(What to do): Write out the entries below exactly. End with the line that contains "pub fn unsigned()".

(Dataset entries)
=====
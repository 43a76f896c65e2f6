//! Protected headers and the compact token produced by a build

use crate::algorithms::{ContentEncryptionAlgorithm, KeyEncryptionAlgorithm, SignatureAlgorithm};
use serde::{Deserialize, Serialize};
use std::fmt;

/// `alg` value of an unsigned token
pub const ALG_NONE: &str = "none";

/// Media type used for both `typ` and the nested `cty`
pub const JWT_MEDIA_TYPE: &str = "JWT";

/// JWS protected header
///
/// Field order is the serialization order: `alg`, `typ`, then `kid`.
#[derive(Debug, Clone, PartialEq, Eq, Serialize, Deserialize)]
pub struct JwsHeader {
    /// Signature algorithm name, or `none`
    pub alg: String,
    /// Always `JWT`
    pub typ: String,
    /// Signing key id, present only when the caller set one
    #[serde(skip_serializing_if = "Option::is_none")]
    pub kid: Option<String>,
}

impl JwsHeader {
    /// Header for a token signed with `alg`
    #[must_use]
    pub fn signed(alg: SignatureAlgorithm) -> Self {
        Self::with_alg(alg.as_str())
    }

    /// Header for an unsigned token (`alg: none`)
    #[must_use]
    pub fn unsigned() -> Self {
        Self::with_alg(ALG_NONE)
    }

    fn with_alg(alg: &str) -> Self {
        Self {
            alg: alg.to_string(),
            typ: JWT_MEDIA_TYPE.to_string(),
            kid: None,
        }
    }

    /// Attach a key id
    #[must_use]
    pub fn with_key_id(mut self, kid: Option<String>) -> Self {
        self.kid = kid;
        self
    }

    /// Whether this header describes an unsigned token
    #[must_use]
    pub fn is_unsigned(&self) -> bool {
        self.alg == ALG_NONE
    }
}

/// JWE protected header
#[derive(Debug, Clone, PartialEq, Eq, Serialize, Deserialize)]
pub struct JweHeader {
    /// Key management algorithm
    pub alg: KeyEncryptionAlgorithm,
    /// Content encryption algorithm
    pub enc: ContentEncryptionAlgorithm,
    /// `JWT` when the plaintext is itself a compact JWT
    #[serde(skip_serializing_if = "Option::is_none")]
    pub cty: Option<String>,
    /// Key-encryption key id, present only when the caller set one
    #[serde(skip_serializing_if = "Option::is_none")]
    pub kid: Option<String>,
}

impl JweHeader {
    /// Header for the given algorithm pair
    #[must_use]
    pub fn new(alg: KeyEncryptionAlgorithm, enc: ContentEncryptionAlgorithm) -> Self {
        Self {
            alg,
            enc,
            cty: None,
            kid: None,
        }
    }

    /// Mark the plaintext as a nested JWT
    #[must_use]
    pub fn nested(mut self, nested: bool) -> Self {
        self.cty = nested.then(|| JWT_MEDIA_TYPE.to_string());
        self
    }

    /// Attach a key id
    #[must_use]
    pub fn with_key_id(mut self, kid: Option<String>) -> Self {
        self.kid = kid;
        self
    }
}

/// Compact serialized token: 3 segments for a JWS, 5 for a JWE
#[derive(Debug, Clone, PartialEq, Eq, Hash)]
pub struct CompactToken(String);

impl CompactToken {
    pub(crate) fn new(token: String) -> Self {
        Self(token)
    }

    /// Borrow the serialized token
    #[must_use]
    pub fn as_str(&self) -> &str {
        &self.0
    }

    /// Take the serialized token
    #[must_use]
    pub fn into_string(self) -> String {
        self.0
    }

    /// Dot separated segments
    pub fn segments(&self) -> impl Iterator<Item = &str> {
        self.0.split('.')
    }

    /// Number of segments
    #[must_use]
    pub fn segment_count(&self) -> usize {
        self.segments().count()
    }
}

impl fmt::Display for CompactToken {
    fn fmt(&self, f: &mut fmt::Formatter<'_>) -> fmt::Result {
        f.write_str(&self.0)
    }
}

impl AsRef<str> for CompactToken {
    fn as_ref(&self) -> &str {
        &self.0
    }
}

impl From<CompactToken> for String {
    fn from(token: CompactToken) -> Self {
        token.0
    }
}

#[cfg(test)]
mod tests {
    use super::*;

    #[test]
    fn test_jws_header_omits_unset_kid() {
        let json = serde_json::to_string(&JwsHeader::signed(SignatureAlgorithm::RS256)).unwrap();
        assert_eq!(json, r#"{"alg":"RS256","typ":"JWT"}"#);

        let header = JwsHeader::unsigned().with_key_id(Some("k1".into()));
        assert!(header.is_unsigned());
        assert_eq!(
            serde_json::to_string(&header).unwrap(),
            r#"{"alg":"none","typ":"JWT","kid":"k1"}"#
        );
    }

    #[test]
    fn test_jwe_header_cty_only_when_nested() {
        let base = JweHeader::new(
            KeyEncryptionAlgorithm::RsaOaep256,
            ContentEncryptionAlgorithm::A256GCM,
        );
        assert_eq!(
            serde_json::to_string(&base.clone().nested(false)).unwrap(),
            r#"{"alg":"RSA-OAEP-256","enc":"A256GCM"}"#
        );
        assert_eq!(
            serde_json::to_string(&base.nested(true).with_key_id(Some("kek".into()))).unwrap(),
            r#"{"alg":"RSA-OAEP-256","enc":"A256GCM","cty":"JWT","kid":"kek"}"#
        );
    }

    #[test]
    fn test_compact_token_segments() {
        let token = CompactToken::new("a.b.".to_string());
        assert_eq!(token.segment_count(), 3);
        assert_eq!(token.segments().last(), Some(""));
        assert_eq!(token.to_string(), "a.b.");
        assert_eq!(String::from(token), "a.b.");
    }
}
=====
(Output of the task):
repository 43a76f896c65e2f6
//! Protected headers and the compact token produced by a build

use crate::algorithms::{ContentEncryptionAlgorithm, KeyEncryptionAlgorithm, SignatureAlgorithm};
use serde::{Deserialize, Serialize};
use std::fmt;

/// `alg` value of an unsigned token
pub const ALG_NONE: &str = "none";

/// Media type used for both `typ` and the nested `cty`
pub const JWT_MEDIA_TYPE: &str = "JWT";

/// JWS protected header
///
/// Field order is the serialization order: `alg`, `typ`, then `kid`.
#[derive(Debug, Clone, PartialEq, Eq, Serialize, Deserialize)]
pub struct JwsHeader {
    /// Signature algorithm name, or `none`
    pub alg: String,
    /// Always `JWT`
    pub typ: String,
    /// Signing key id, present only when the caller set one
    #[serde(skip_serializing_if = "Option::is_none")]
    pub kid: Option<String>,
}

impl JwsHeader {
    /// Header for a token signed with `alg`
    #[must_use]
    pub fn signed(alg: SignatureAlgorithm) -> Self {
        Self::with_alg(alg.as_str())
    }

    /// Header for an unsigned token (`alg: none`)
    #[must_use]
    pub fn unsigned() -> Self {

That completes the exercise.